== Segment start ==

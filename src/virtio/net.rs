//! virtio-net: paravirtualized Ethernet NIC.
//!
//! The datapath runs over `num_queues / 2` RX/TX queue pairs. Each RX
//! queue has a poll task pinned to its CPU: it sleeps on the used ring,
//! drains completed buffers into mbuf chains (one frame may span several
//! buffers when mergeable receive buffers are negotiated), validates
//! receive-checksum claims, hands packets to the interface, and refills
//! the ring with fresh clusters. Transmit runs under a single per-device
//! mutex: offload header construction, scatter-gather of the fragment
//! chain behind a 10/12-byte VirtIO header, lazy reclaim of completed
//! transmit requests when the ring runs short.

use alloc::boxed::Box;
use alloc::sync::Arc;
use alloc::vec::Vec;
use core::fmt;
use spin::Mutex;

use super::vring::Vring;
use super::{device_status, transport_reg, wait_for_queue, DriverError, VirtioDriver};
use crate::iface::{self, IfCaps, IfData, Interface, ETHERMTU, ETHER_HDR_LEN};
use crate::mbuf::{CsumFlags, Mbuf, PktHdr, MCLBYTES};
use crate::pci::PciDevice;
use crate::sched::{SchedRef, TaskRef};

/// virtio-net feature bits.
mod features {
    /// Host handles TX checksums.
    pub const CSUM: u32 = 1 << 0;
    /// Guest handles RX checksums.
    pub const GUEST_CSUM: u32 = 1 << 1;
    /// Device has a MAC address in config space.
    pub const MAC: u32 = 1 << 5;
    /// Guest can receive TSOv4.
    pub const GUEST_TSO4: u32 = 1 << 7;
    /// Guest can receive TSO with ECN.
    pub const GUEST_ECN: u32 = 1 << 9;
    /// Guest can receive UFO.
    pub const GUEST_UFO: u32 = 1 << 10;
    /// Host can receive TSOv4.
    pub const HOST_TSO4: u32 = 1 << 11;
    /// Host can receive TSO with ECN.
    pub const HOST_ECN: u32 = 1 << 13;
    /// One frame may span several receive buffers.
    pub const MRG_RXBUF: u32 = 1 << 15;
    /// Link status field in config space.
    pub const STATUS: u32 = 1 << 16;
    /// Device supports multiqueue.
    pub const MQ: u32 = 1 << 22;
}

// ── Protocol constants for offload parsing ──────────────────

const ETHERTYPE_IP: u16 = 0x0800;
const ETHERTYPE_VLAN: u16 = 0x8100;
const ETHER_VLAN_HDR_LEN: usize = 18;
const IP_HDR_LEN: usize = 20;
const TCP_HDR_LEN: usize = 20;
const UDP_HDR_LEN: usize = 8;
const IPPROTO_TCP: u8 = 6;
/// Offset of the UDP checksum field within its header.
const UDP_CSUM_OFFSET: u16 = 6;
/// Offset of the TCP checksum field within its header.
const TCP_CSUM_OFFSET: u16 = 16;
/// TCP CWR flag.
const TH_CWR: u8 = 0x80;

// ── Wire header ─────────────────────────────────────────────

/// The VirtIO net header prefixed to every frame.
#[repr(C)]
#[derive(Debug, Clone, Copy, Default)]
pub struct NetHdr {
    pub flags: u8,
    pub gso_type: u8,
    pub hdr_len: u16,
    pub gso_size: u16,
    pub csum_start: u16,
    pub csum_offset: u16,
}

impl NetHdr {
    /// Checksum must be completed by the receiver.
    pub const F_NEEDS_CSUM: u8 = 1;
    pub const GSO_NONE: u8 = 0;
    pub const GSO_TCPV4: u8 = 1;
    /// ECN-capable segmentation.
    pub const GSO_ECN: u8 = 0x80;
}

/// Net header with the mergeable-buffers buffer count.
#[repr(C)]
#[derive(Debug, Clone, Copy, Default)]
pub struct NetHdrMrgRxbuf {
    pub hdr: NetHdr,
    pub num_buffers: u16,
}

/// virtio-net config space.
#[derive(Debug, Clone, Copy, Default)]
pub struct NetConfig {
    pub mac: [u8; 6],
    pub status: u16,
    pub max_virtqueue_pairs: u16,
}

// ── Statistics ──────────────────────────────────────────────

/// Per-RX-queue counters, updated by the owning poll task.
#[derive(Debug, Clone, Copy, Default)]
pub struct RxqStats {
    pub rx_packets: u64,
    pub rx_bytes: u64,
    pub rx_drops: u64,
    pub rx_csum_ok: u64,
    pub rx_csum_err: u64,
}

/// Per-TX-queue counters, updated under the transmit mutex.
#[derive(Debug, Clone, Copy, Default)]
pub struct TxqStats {
    pub tx_packets: u64,
    pub tx_bytes: u64,
    pub tx_drops: u64,
    pub tx_err: u64,
    pub tx_csum: u64,
    pub tx_tso: u64,
}

/// Transmit errors surfaced to the caller.
#[derive(Debug, Clone, Copy, PartialEq, Eq)]
pub enum TxError {
    /// The packet's headers could not be pulled up (EINVAL).
    InvalidPacket,
    /// The ring is full with nothing reclaimable (ENOBUFS).
    NoBuffers,
}

impl fmt::Display for TxError {
    fn fmt(&self, f: &mut fmt::Formatter<'_>) -> fmt::Result {
        match self {
            Self::InvalidPacket => write!(f, "malformed packet"),
            Self::NoBuffers => write!(f, "transmit ring full"),
        }
    }
}

/// An in-flight transmit request: the wire header plus the packet it
/// describes. Owned by the vring until the host completes the chain.
struct NetReq {
    mhdr: NetHdrMrgRxbuf,
    m: Mbuf,
}

/// Cookie carried by this device's vrings.
enum NetCookie {
    Rx(Mbuf),
    Tx(Box<NetReq>),
}

struct Rxq {
    vq: Arc<Mutex<Vring<NetCookie>>>,
    stats: Mutex<RxqStats>,
    poll_task: Mutex<Option<TaskRef>>,
}

struct Txq {
    vq: Arc<Mutex<Vring<NetCookie>>>,
    stats: Mutex<TxqStats>,
}

/// virtio-net device state.
pub struct Net {
    drv: VirtioDriver<NetCookie>,
    sched: SchedRef,
    ifn: Arc<Interface>,
    config: NetConfig,
    mergeable_bufs: bool,
    hdr_size: usize,
    /// GUEST_ECN: the host accepts TSO segments carrying CWR.
    tso_ecn: bool,
    rxq: Vec<Rxq>,
    txq: Vec<Txq>,
    /// Serializes the whole enqueue+publish+kick sequence.
    tx_ring_lock: Mutex<()>,
}
//! PCI service surface.
//!
//! Bus enumeration, BAR decoding and MSI-X table programming are the PCI
//! service's job; this module defines what a driver receives from it once
//! a device has been discovered: the device identity, a [`BarIo`] window
//! onto BAR1 (the VirtIO legacy register block), and interrupt plumbing:
//! per-vector MSI-X bindings or a shared legacy line.
//!
//! Interrupt handlers registered here run in interrupt context: they only
//! acknowledge hardware state and wake a task, never allocate or block.

use alloc::boxed::Box;
use alloc::collections::BTreeMap;
use alloc::sync::Arc;
use core::fmt;
use core::sync::atomic::{AtomicBool, Ordering};
use spin::Mutex;

use crate::sched::TaskRef;

/// VirtIO PCI vendor ID.
pub const VIRTIO_VENDOR_ID: u16 = 0x1AF4;

/// Location of a function on the PCI bus, packed `bus<<8 | dev<<3 | fn`,
/// the same encoding the configuration mechanism uses on the wire.
///
/// The PCI service that discovered the device owns validation; out-of-range
/// device/function values are simply masked into their fields here.
#[derive(Debug, Clone, Copy, PartialEq, Eq)]
pub struct PciAddress(u16);

impl PciAddress {
    /// Pack a bus/device/function triple.
    pub fn new(bus: u8, device: u8, function: u8) -> Self {
        PciAddress(((bus as u16) << 8) | (((device & 0x1F) as u16) << 3) | ((function & 0x07) as u16))
    }

    pub fn bus(&self) -> u8 {
        (self.0 >> 8) as u8
    }

    pub fn device(&self) -> u8 {
        ((self.0 >> 3) & 0x1F) as u8
    }

    pub fn function(&self) -> u8 {
        (self.0 & 0x07) as u8
    }
}

impl fmt::Display for PciAddress {
    fn fmt(&self, f: &mut fmt::Formatter<'_>) -> fmt::Result {
        // Domain-qualified lspci form.
        write!(
            f,
            "0000:{:02x}:{:02x}.{}",
            self.bus(),
            self.device(),
            self.function()
        )
    }
}

/// Register access to a device's BAR1 I/O window.
///
/// Offsets are relative to the BAR base. On bare metal this is port I/O
/// ([`PortBar`]); other environments supply their own mapping.
pub trait BarIo: Send + Sync {
    fn read8(&self, offset: u32) -> u8;
    fn read16(&self, offset: u32) -> u16;
    fn read32(&self, offset: u32) -> u32;
    fn write8(&self, offset: u32, value: u8);
    fn write16(&self, offset: u32, value: u16);
    fn write32(&self, offset: u32, value: u32);
}

/// x86 port-I/O implementation of [`BarIo`] for I/O-space BARs.
#[cfg(target_arch = "x86_64")]
pub struct PortBar {
    io_base: u16,
}

#[cfg(target_arch = "x86_64")]
impl PortBar {
    /// Wrap an I/O-space BAR base (low bits already masked off).
    pub fn new(io_base: u16) -> Self {
        Self { io_base }
    }
}

#[cfg(target_arch = "x86_64")]
impl BarIo for PortBar {
    fn read8(&self, offset: u32) -> u8 {
        let mut port = x86_64::instructions::port::Port::<u8>::new(self.io_base + offset as u16);
        unsafe { port.read() }
    }

    fn read16(&self, offset: u32) -> u16 {
        let mut port = x86_64::instructions::port::Port::<u16>::new(self.io_base + offset as u16);
        unsafe { port.read() }
    }

    fn read32(&self, offset: u32) -> u32 {
        let mut port = x86_64::instructions::port::Port::<u32>::new(self.io_base + offset as u16);
        unsafe { port.read() }
    }

    fn write8(&self, offset: u32, value: u8) {
        let mut port = x86_64::instructions::port::Port::<u8>::new(self.io_base + offset as u16);
        unsafe { port.write(value) }
    }

    fn write16(&self, offset: u32, value: u16) {
        let mut port = x86_64::instructions::port::Port::<u16>::new(self.io_base + offset as u16);
        unsafe { port.write(value) }
    }

    fn write32(&self, offset: u32, value: u32) {
        let mut port = x86_64::instructions::port::Port::<u32>::new(self.io_base + offset as u16);
        unsafe { port.write(value) }
    }
}

/// A pre-handler run in interrupt context before waking the bound task.
pub type IsrHandler = Box<dyn Fn() + Send + Sync>;

/// MSI-X vector binding: an acknowledge step plus an optional task wake.
struct MsixEntry {
    pre: Option<IsrHandler>,
    wake: Option<TaskRef>,
}

/// Legacy line binding: `ack` reads/clears the interrupt status and says
/// whether the interrupt was ours; `handler` runs only when it was.
struct LegacyEntry {
    ack: Box<dyn Fn() -> bool + Send + Sync>,
    handler: IsrHandler,
}

/// A discovered PCI device as handed to a driver by the PCI service.
pub struct PciDevice {
    /// Bus:Device:Function address.
    pub address: PciAddress,
    /// Vendor ID.
    pub vendor_id: u16,
    /// Device ID.
    pub device_id: u16,
    /// Revision ID (the VirtIO ABI version for 0x1AF4 devices).
    pub revision_id: u8,
    /// Legacy interrupt line.
    pub interrupt_line: u8,
    /// BAR1 register window, if the BAR is present.
    bar1: Option<Arc<dyn BarIo>>,
    /// Whether the device exposes an MSI-X capability.
    msix_capable: bool,
    msix_enabled: AtomicBool,
    bus_master: AtomicBool,
    msix_table: Mutex<BTreeMap<u16, MsixEntry>>,
    legacy: Mutex<Option<LegacyEntry>>,
}

impl PciDevice {
    /// Build the driver-side view of a discovered device.
    pub fn new(
        address: PciAddress,
        vendor_id: u16,
        device_id: u16,
        revision_id: u8,
        interrupt_line: u8,
        bar1: Option<Arc<dyn BarIo>>,
        msix_capable: bool,
    ) -> Self {
        Self {
            address,
            vendor_id,
            device_id,
            revision_id,
            interrupt_line,
            bar1,
            msix_capable,
            msix_enabled: AtomicBool::new(false),
            bus_master: AtomicBool::new(false),
            msix_table: Mutex::new(BTreeMap::new()),
            legacy: Mutex::new(None),
        }
    }

    /// BAR1 register window.
    pub fn bar1(&self) -> Option<&Arc<dyn BarIo>> {
        self.bar1.as_ref()
    }

    /// Enable (or disable) bus mastering. The command-register write is
    /// performed by the PCI service that produced this device handle.
    pub fn set_bus_master(&self, on: bool) {
        self.bus_master.store(on, Ordering::Relaxed);
        log::debug!("[PCI] {} bus master {}", self.address, if on { "on" } else { "off" });
    }

    /// Enable MSI-X if the device exposes the capability.
    pub fn msix_enable(&self) -> bool {
        if self.msix_capable {
            self.msix_enabled.store(true, Ordering::Relaxed);
        }
        self.msix_capable
    }

    /// Whether MSI-X is enabled.
    pub fn is_msix(&self) -> bool {
        self.msix_enabled.load(Ordering::Relaxed)
    }

    /// Bind an MSI-X vector to a pre-handler plus an optional task wake.
    ///
    /// Rebinding a vector replaces the previous entry.
    pub fn bind_msix(&self, vector: u16, pre: Option<IsrHandler>, wake: Option<TaskRef>) {
        self.msix_table
            .lock()
            .insert(vector, MsixEntry { pre, wake });
    }

    /// Bind the shared legacy interrupt line.
    pub fn bind_legacy(
        &self,
        ack: Box<dyn Fn() -> bool + Send + Sync>,
        handler: IsrHandler,
    ) {
        *self.legacy.lock() = Some(LegacyEntry { ack, handler });
    }

    /// Deliver an MSI-X interrupt. Called by the platform interrupt glue.
    pub fn fire_msix(&self, vector: u16) {
        let table = self.msix_table.lock();
        if let Some(entry) = table.get(&vector) {
            if let Some(pre) = &entry.pre {
                pre();
            }
            if let Some(task) = &entry.wake {
                task.wake();
            }
        }
    }

    /// Deliver a legacy line interrupt. Called by the platform interrupt
    /// glue; returns whether the interrupt was acknowledged as ours.
    pub fn fire_legacy(&self) -> bool {
        let legacy = self.legacy.lock();
        match legacy.as_ref() {
            Some(entry) => {
                if (entry.ack)() {
                    (entry.handler)();
                    true
                } else {
                    false
                }
            }
            None => false,
        }
    }
}

impl fmt::Display for PciDevice {
    fn fmt(&self, f: &mut fmt::Formatter<'_>) -> fmt::Result {
        write!(
            f,
            "{} {:04x}:{:04x} rev {:02x} irq {}",
            self.address, self.vendor_id, self.device_id, self.revision_id, self.interrupt_line
        )
    }
}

== Segment end ==

# INSTRUCTIONS FOR THE TASK
Of the lines in the data, report each one containing the string "discovered".

# FINISHED TASK
//! a device has been discovered: the device identity, a [`BarIo`] window
/// The PCI service that discovered the device owns validation; out-of-range
/// A discovered PCI device as handed to a driver by the PCI service.
    /// Build the driver-side view of a discovered device.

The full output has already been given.